You are viewing a plain text version of this content. The canonical link for it is here.
Posted to issues@arrow.apache.org by "Nick Riasanovsky (Jira)" <ji...@apache.org> on 2022/05/06 17:22:00 UTC

[jira] [Created] (ARROW-16495) [Python] Scanner.count_rows() doesn't properly handle null expressions

Nick Riasanovsky created ARROW-16495:
----------------------------------------

             Summary: [Python] Scanner.count_rows() doesn't properly handle null expressions
                 Key: ARROW-16495
                 URL: https://issues.apache.org/jira/browse/ARROW-16495
             Project: Apache Arrow
          Issue Type: Bug
          Components: Python
    Affects Versions: 7.0.0
            Reporter: Nick Riasanovsky


Passing an expression filter with `is_null()` doesn't properly remove null values, when computing row counts. I have reproduced this with both strings and integer.
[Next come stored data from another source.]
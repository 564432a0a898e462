//! POS API

mod handler;

use axum::{
    Router, middleware,
    routing::{get, post},
};

use crate::auth::{permissions, require_permission};
use crate::core::ServerState;

pub fn router() -> Router<ServerState> {
    Router::new().nest("/api/pos", routes())
}

fn routes() -> Router<ServerState> {
    Router::new()
        .route("/transactions", post(handler::finalize))
        .route("/transactions/{id}", get(handler::get_transaction))
        .route("/daily-sales/{date}", get(handler::daily_sales))
        .route_layer(middleware::from_fn(require_permission(permissions::POS_SELL)))
}
//! Request DTO validation

use validator::Validate;

use crate::utils::AppError;

/// Run the DTO's `validator` rules; failures become `ValidationFailed`
/// with the offending fields listed under `details.fields`.
pub fn validate_payload<T: Validate>(payload: &T) -> Result<(), AppError> {
    payload.validate().map_err(|errors| {
        let mut fields: Vec<String> = errors
            .errors()
            .keys()
            .map(|field| field.to_string())
            .collect();
        fields.sort();
        AppError::validation(format!("Invalid request: {}", fields.join(", ")))
            .with_detail("fields", fields)
    })
}

#[cfg(test)]
mod tests {
    use super::*;
    use shared::models::{CheckoutRequest, SaleLine};

    #[test]
    fn invalid_payload_lists_fields() {
        let req = CheckoutRequest {
            sale_id: None,
            customer_name: String::new(),
            customer_email: Some("not-an-email".into()),
            items: vec![SaleLine::new(1, "Black", "9", 1)],
        };
        let err = validate_payload(&req).unwrap_err();

        assert_eq!(err.code, shared::error::ErrorCode::ValidationFailed);
        assert_eq!(err.message, "Invalid request: customer_email, customer_name");
    }

    #[test]
    fn valid_payload_passes() {
        let req = CheckoutRequest {
            sale_id: Some("cart-1".into()),
            customer_name: "Ana".into(),
            customer_email: None,
            items: vec![SaleLine::new(1, "Black", "9", 2)],
        };
        assert!(validate_payload(&req).is_ok());
    }
}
Here is a reproducer.

 

```python

df = pd.DataFrame(\{"C": pd.array([None, None, 1], dtype=pd.Int64Dtype())})

print(df)N

df.to_parquet("test.pq")

 

# Create a dataset

dataset = ds.dataset("test.pq")

fragments = [f for f in dataset.get_fragments()]

# There should just be 1 fragment.

fragment = fragments[0]

# Get the null row count

expr = ds.field("C").is_null()

scanner = fragment.scanner(filter=expr)

print(scanner.count_rows())

```

 

I expect this print 2 as there are 2 NULL values.



--
This message was sent by Atlassian Jira
(v8.20.7#820007)